Tornare al lavoro dopo un’aggressione: c’è chi rischia il burnout
Conseguenze che si ripercuotono anche sul lavoro, la tranquillità viene meno e lo stress accompagna medici e operatori sanitari per giorni, a volte per anni. «Riprendere il lavoro dopo un aggressione non è facile. Personalmente sono sempre tornato al lavoro il giorno dopo – racconta –. Anche se oggi quando vedo un clima teso faccio un passo indietro e non due avanti come accadeva prima. Ho visto però colleghi provati, che hanno dovuto cambiare lavoro per effetto del burnout».
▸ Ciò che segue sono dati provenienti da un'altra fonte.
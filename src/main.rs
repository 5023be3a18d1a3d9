use anyhow::{Context, Result};
use clap::Parser;
use rayon::prelude::*;
use serde_json::json;
use std::fs;
use std::path::Path;

use cipher_triage::cli::Args;
use cipher_triage::{
    AnalysisReport, MappedInput, RecoveryOutcome, StrategyTuning, TriageEngine,
};

fn main() {
    env_logger::init();

    if let Err(e) = run() {
        eprintln!("Error: {:#}", e);
        std::process::exit(1);
    }
}

fn run() -> Result<()> {
    let args = Args::parse();

    if let Err(e) = args.validate() {
        eprintln!("Invalid arguments: {}", e);
        std::process::exit(1);
    }

    if args.threads > 0 {
        let _ = rayon::ThreadPoolBuilder::new()
            .num_threads(args.threads)
            .build_global();
    }

    if !args.json {
        println!("Cipher Triage v0.1.0");
        println!("{}", "=".repeat(60));
        println!("  Inputs:          {}", args.files.len());
        println!("  Recovery:        {}", args.recover);
        println!("  Priority:        {:?}", args.priority);
        println!("  Timeout base:    {} s", args.timeout_secs);
        println!("  Size ceiling:    {} MB", args.max_size_mb);
        println!();
    }

    if args.recover {
        fs::create_dir_all(&args.output)
            .with_context(|| format!("creating output directory {}", args.output.display()))?;
    }

    let engine = TriageEngine::with_timeout(args.base_timeout());
    let tuning = StrategyTuning::for_priority(args.priority.into());

    let failed: Vec<_> = args
        .files
        .par_iter()
        .filter_map(|path| match process_file(&engine, &args, tuning, path) {
            Ok(()) => None,
            Err(e) => {
                eprintln!("[WARN] {}: {:#}", path.display(), e);
                Some(path.clone())
            }
        })
        .collect();

    if !failed.is_empty() {
        anyhow::bail!("{} of {} inputs failed", failed.len(), args.files.len());
    }

    Ok(())
}

fn process_file(
    engine: &TriageEngine,
    args: &Args,
    tuning: StrategyTuning,
    path: &Path,
) -> Result<()> {
    let input = MappedInput::open_with_limit(path, args.max_size_bytes())
        .with_context(|| format!("opening {}", path.display()))?;

    let report = engine.analyze(input.bytes());

    let outcome = if args.recover {
        let strategy = report.strategy.with_tuning(tuning);
        Some(engine.recover(input.bytes(), &strategy))
    } else {
        None
    };

    if args.json {
        print_json(path, &report, outcome.as_ref());
    } else {
        print_text(path, &report, outcome.as_ref());
    }

    if let Some(outcome) = &outcome {
        if let Some(content) = &outcome.content {
            let target = recovered_path(&args.output, path);
            fs::write(&target, content.bytes())
                .with_context(|| format!("writing {}", target.display()))?;
        }
    }

    Ok(())
}

fn print_text(path: &Path, report: &AnalysisReport, outcome: Option<&RecoveryOutcome>) {
    let mut block = String::new();

    block.push_str(&format!("File: {}\n", path.display()));
    block.push_str(&format!("  Size:            {} bytes\n", report.file_size));
    block.push_str(&format!("  Entropy:         {:.3}\n", report.entropy));
    block.push_str(&format!("  Classification:  {}\n", report.encryption_type));
    block.push_str(&format!(
        "  Strategy:        {} (p={:.1})\n",
        report.strategy.kind.name(),
        report.strategy.success_probability
    ));
    block.push_str(&format!(
        "  Analysis time:   {:.3} s\n",
        report.analysis_time.as_secs_f64()
    ));

    if let Some(outcome) = outcome {
        block.push_str(&format!("  Outcome:         {}\n", outcome.success_level));
        block.push_str(&format!("  Confidence:      {:.2}\n", outcome.confidence));
        block.push_str(&format!("  Key found:       {}\n", outcome.key_found));
        if let Some(content) = &outcome.content {
            if content.is_simulated() {
                block.push_str("  Note:            content is a simulated placeholder\n");
            }
        }
        if let Some(id) = &outcome.cache_key {
            block.push_str(&format!("  Attempt id:      {}\n", id));
        }
        block.push_str(&format!("  Message:         {}\n", outcome.message));
    }

    println!("{}", block);
}

fn print_json(path: &Path, report: &AnalysisReport, outcome: Option<&RecoveryOutcome>) {
    let mut value = json!({
        "file": path.display().to_string(),
        "encryption_type": report.encryption_type.to_string(),
        "file_size": report.file_size,
        "entropy": report.entropy,
        "analysis_time_secs": report.analysis_time.as_secs_f64(),
        "strategy": report.strategy,
    });

    if let Some(outcome) = outcome {
        value["recovery"] = json!({
            "success_level": outcome.success_level.to_string(),
            "confidence": outcome.confidence,
            "key_found": outcome.key_found,
            "message": &outcome.message,
            "execution_time_secs": outcome.execution_time.as_secs_f64(),
            "simulated": outcome.content.as_ref().map(|c| c.is_simulated()),
            "cache_key": outcome.cache_key.as_ref().map(|id| id.to_string()),
            "details": &outcome.details,
        });
    }

    println!("{}", value);
}

fn recovered_path(output_dir: &Path, input: &Path) -> std::path::PathBuf {
    let stem = input
        .file_stem()
        .map(|s| s.to_string_lossy().into_owned())
        .unwrap_or_else(|| "recovered".to_string());

    let name = match input.extension() {
        Some(ext) => format!("{}_recovered.{}", stem, ext.to_string_lossy()),
        None => format!("{}_recovered", stem),
    };

    output_dir.join(name)
}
L’associazione “Nessuno tocchi Ippocrate” offre assistenza legale a medici e infermieri aggrediti
Fare un passo indietro nelle situazioni di tensione, ma uno avanti per aiutare i colleghi, questo il mantra del dottor Ruggiero che nel 2017, quando era medico della centrale operativa all’Ospedale Cardarelli di Napoli, ha dato vita all’associazione “Nessuno tocchi Ippocrate”. «Quando mi trovai ad essere spettatore di un’aggressione fisica ai danni di un collega che con il volto insanguinato si rifugiò nel mio ufficio, decisi di fare qualcosa. Siccome il percorso di giustizia è molto lungo e fino ad oggi le istituzioni hanno fatto poco per mettere in sicurezza medici e operatori sanitari, ho deciso di denunciare pubblicamente le aggressioni con una campagna mediatica sui social. Devo dire che negli anni abbiamo ottenuto una certa visibilità». Ventitré mila follower su Tiktok, 57.000 su Facebook sono i numeri raggiunti dall’associazione “Nessuno Tocchi Ippocrate” che offre a medici e infermieri tutela legale.
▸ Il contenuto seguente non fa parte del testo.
//! Encryption classifier
//!
//! Maps a statistical profile to an `EncryptionType` label through a fixed
//! rule table driven by entropy bands. Pure, deterministic, and total over
//! all valid profiles. The banding is a heuristic, not a cryptographic
//! proof.

use crate::types::{EncryptionProfile, EncryptionType};

/// Classify a profile into an encryption-type label.
///
/// Decision policy, first match wins:
/// - entropy > 7.8: AES-ECB on block repetition, strong-uniform on a flat
///   distribution, otherwise strong-unknown
/// - entropy > 7.0: XOR on the periodicity flag, otherwise RC4/DES-class
/// - entropy > 6.0: weak-over-known-format when the header identified,
///   otherwise simple encoding
/// - otherwise: ransomware-marker-only on markers, otherwise none
pub fn classify(profile: &EncryptionProfile) -> EncryptionType {
    if profile.entropy > 7.8 {
        if profile.patterns.has_repeating_blocks {
            EncryptionType::AesEcb
        } else if profile.distribution.is_uniform {
            EncryptionType::StrongUniform
        } else {
            EncryptionType::StrongUnknown
        }
    } else if profile.entropy > 7.0 {
        if profile.patterns.possible_xor {
            EncryptionType::Xor
        } else {
            EncryptionType::MediumStrength
        }
    } else if profile.entropy > 6.0 {
        if profile.header.identified {
            EncryptionType::WeakOverKnownFormat(profile.header.file_type)
        } else {
            EncryptionType::SimpleEncoding
        }
    } else if profile.patterns.has_ransomware_markers {
        EncryptionType::RansomwareMarkerOnly
    } else {
        EncryptionType::NoEncryption
    }
}

#[cfg(test)]
mod tests {
    use super::*;
    use crate::types::{ByteDistribution, FileType, HeaderAnalysis, PatternFlags};

    fn profile_with(entropy: f64) -> EncryptionProfile {
        EncryptionProfile {
            entropy,
            distribution: ByteDistribution::default(),
            header: HeaderAnalysis::default(),
            patterns: PatternFlags::default(),
        }
    }

    #[test]
    fn test_very_high_entropy_band() {
        let mut p = profile_with(7.9);
        assert_eq!(classify(&p), EncryptionType::StrongUnknown);

        p.distribution.is_uniform = true;
        assert_eq!(classify(&p), EncryptionType::StrongUniform);

        p.patterns.has_repeating_blocks = true;
        assert_eq!(classify(&p), EncryptionType::AesEcb);
    }

    #[test]
    fn test_high_entropy_band() {
        let mut p = profile_with(7.5);
        assert_eq!(classify(&p), EncryptionType::MediumStrength);

        p.patterns.possible_xor = true;
        assert_eq!(classify(&p), EncryptionType::Xor);
    }

    #[test]
    fn test_medium_entropy_band() {
        let mut p = profile_with(6.5);
        assert_eq!(classify(&p), EncryptionType::SimpleEncoding);

        p.header.identified = true;
        p.header.file_type = FileType::Png;
        assert_eq!(
            classify(&p),
            EncryptionType::WeakOverKnownFormat(FileType::Png)
        );
    }

    #[test]
    fn test_low_entropy_band() {
        let mut p = profile_with(3.0);
        assert_eq!(classify(&p), EncryptionType::NoEncryption);

        p.patterns.has_ransomware_markers = true;
        assert_eq!(classify(&p), EncryptionType::RansomwareMarkerOnly);
    }

    #[test]
    fn test_band_boundaries_exclusive() {
        // Boundary values fall into the lower band
        assert_eq!(classify(&profile_with(7.8)), EncryptionType::MediumStrength);
        assert_eq!(classify(&profile_with(7.0)), EncryptionType::SimpleEncoding);
        assert_eq!(classify(&profile_with(6.0)), EncryptionType::NoEncryption);
    }

    #[test]
    fn test_classification_deterministic() {
        let mut p = profile_with(7.9);
        p.patterns.has_repeating_blocks = true;
        assert_eq!(classify(&p), classify(&p));
    }
}
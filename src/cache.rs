//! Ephemeral result cache
//!
//! Process-wide map from attempt identifier to recovered bytes. Insertion
//! is the only mutation; there is no eviction, size bound, or persistence,
//! so entries live until the owning engine is dropped. The lock guarantees
//! a reader never observes a partially written buffer.

use ahash::AHashMap;
use chrono::Utc;
use parking_lot::RwLock;
use std::sync::atomic::{AtomicU64, Ordering};
use std::sync::Arc;

use crate::types::AttemptId;

/// Concurrency-safe store of recovered buffers keyed by attempt id
pub struct ResultCache {
    entries: RwLock<AHashMap<String, Arc<Vec<u8>>>>,
    sequence: AtomicU64,
}

impl ResultCache {
    pub fn new() -> Self {
        Self {
            entries: RwLock::new(AHashMap::new()),
            sequence: AtomicU64::new(0),
        }
    }

    /// Mint a fresh attempt identifier.
    ///
    /// Timestamp plus a process-wide counter, so ids minted within the same
    /// second stay distinct.
    pub fn mint_id(&self) -> AttemptId {
        let stamp = Utc::now().format("%Y%m%d%H%M%S");
        let seq = self.sequence.fetch_add(1, Ordering::Relaxed);
        AttemptId(format!("attempt_{}_{}", stamp, seq))
    }

    /// Insert a recovered buffer under the given id
    pub fn put(&self, id: &AttemptId, bytes: Vec<u8>) {
        self.entries
            .write()
            .insert(id.as_str().to_string(), Arc::new(bytes));
    }

    /// Look up a recovered buffer; returns None for unknown ids
    pub fn get(&self, id: &str) -> Option<Arc<Vec<u8>>> {
        self.entries.read().get(id).cloned()
    }

    pub fn len(&self) -> usize {
        self.entries.read().len()
    }

    pub fn is_empty(&self) -> bool {
        self.entries.read().is_empty()
    }
}

impl Default for ResultCache {
    fn default() -> Self {
        Self::new()
    }
}
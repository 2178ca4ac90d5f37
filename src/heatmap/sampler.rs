/// Converts the unified heatmap image into an ordered attention signal
use crate::error::{excerpt, HeatmapError, HeatmapResult};
use super::path::coordinate_pairs;
use super::Sample;
use scraper::{Html, Selector};
use serde::{Deserialize, Serialize};
use tracing::{debug, warn};

/// Nested path nodes: each stitched group wraps a defs block holding the paths
const PATH_SELECTOR: &str = "g defs path";

/// Coordinate space the path geometry is expressed in
#[derive(Debug, Clone, Copy, Serialize, Deserialize, PartialEq)]
pub struct SamplerConfig {
    /// Nominal width mapped onto the full video duration
    pub width: f64,
    /// Nominal height mapped onto 0-100 attention
    pub height: f64,
}

impl Default for SamplerConfig {
    fn default() -> Self {
        Self {
            width: 1000.0,
            height: 1000.0,
        }
    }
}

impl SamplerConfig {
    /// Map one path coordinate onto the signal
    pub fn to_sample(&self, x: f64, y: f64, duration_seconds: f64) -> Sample {
        Sample {
            time: (x / self.width) * duration_seconds,
            attention: 100.0 - (y / self.height) * 100.0,
        }
    }
}

/// Sample the serialized unified image, reporting malformed geometry as an error
pub fn try_sample(svg: &str, duration_seconds: f64, config: &SamplerConfig) -> HeatmapResult<Vec<Sample>> {
    if svg.trim().is_empty() {
        debug!("Heatmap SVG is empty, no samples");
        return Ok(Vec::new());
    }

    let fragment = Html::parse_fragment(svg);
    if !fragment.errors.is_empty() {
        debug!("SVG parsed with {} recoverable errors", fragment.errors.len());
    }

    let svg_selector = Selector::parse("svg")
        .map_err(|e| HeatmapError::malformed(format!("invalid selector: {:?}", e)))?;
    if fragment.select(&svg_selector).next().is_none() {
        return Err(HeatmapError::malformed(format!(
            "no <svg> element in {:?}",
            excerpt(svg, 120)
        )));
    }

    let path_selector = Selector::parse(PATH_SELECTOR)
        .map_err(|e| HeatmapError::malformed(format!("invalid selector: {:?}", e)))?;

    let mut samples = Vec::new();
    for path in fragment.select(&path_selector) {
        let d = path.value().attr("d").unwrap_or("");
        let points = coordinate_pairs(d)
            .map_err(|e| HeatmapError::malformed(format!("path data {:?}: {}", excerpt(d, 120), e)))?;

        samples.extend(points.into_iter().map(|(x, y)| config.to_sample(x, y, duration_seconds)));
    }

    debug!("Sampled {} heatmap points over {:.1}s", samples.len(), duration_seconds);
    Ok(samples)
}

/// Sample the unified image, degrading malformed geometry to an empty signal
pub fn sample(svg: &str, duration_seconds: f64, config: &SamplerConfig) -> Vec<Sample> {
    match try_sample(svg, duration_seconds, config) {
        Ok(samples) => samples,
        Err(e) => {
            warn!("⚠️ Treating heatmap as empty: {}", e);
            Vec::new()
        }
    }
}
Forze di Polizia in Pronto Soccorso per ridurre le aggressioni
«Le aziende ospedaliere dovrebbero farsi carico del sostegno psicologico dei medici aggrediti, ma non sempre ciò accade», lamenta il Presidente di “Nessuno tocchi Ippocrate” che prova a suggerire anche qualche rimedio. «Il daspo sanitario proposto dal Governo alimenterebbe solo rabbia e senso di rivalsa di chi, costretto a pagare le prestazioni sanitarie per tre anni, in PS avrebbe la presunzione di volere attenzioni subito. Piuttosto servirebbe un numero unico per gestire l’emergenza e urgenza e la continuità assistenziale. In questo modo si eviterebbero tanti accessi al PS inutili. Inoltre, sarebbe opportuna la presenza di drappelli di polizia in tutti i Pronto Soccorso. Avrebbero una funzione di deterrente – spiega – .Una iniziativa di questo tipo è stata fatta dal Ministro Matteo Piantedosi in passato, con buoni risultati. Purtroppo, non in tutti gli ospedali è stata attivata la sperimentazione e si è creata una situazione di medici di serie A e serie B. Ora vige un protocollo per cui all’atto dell’aggressione noi medici non siamo tenuti ad intervenire se la scena non è sicura. Cosa significa questo? Che i famigliari dovrebbero sapere che ogni momento di tensione corrisponde a minuti persi per salvare la vita del congiunto».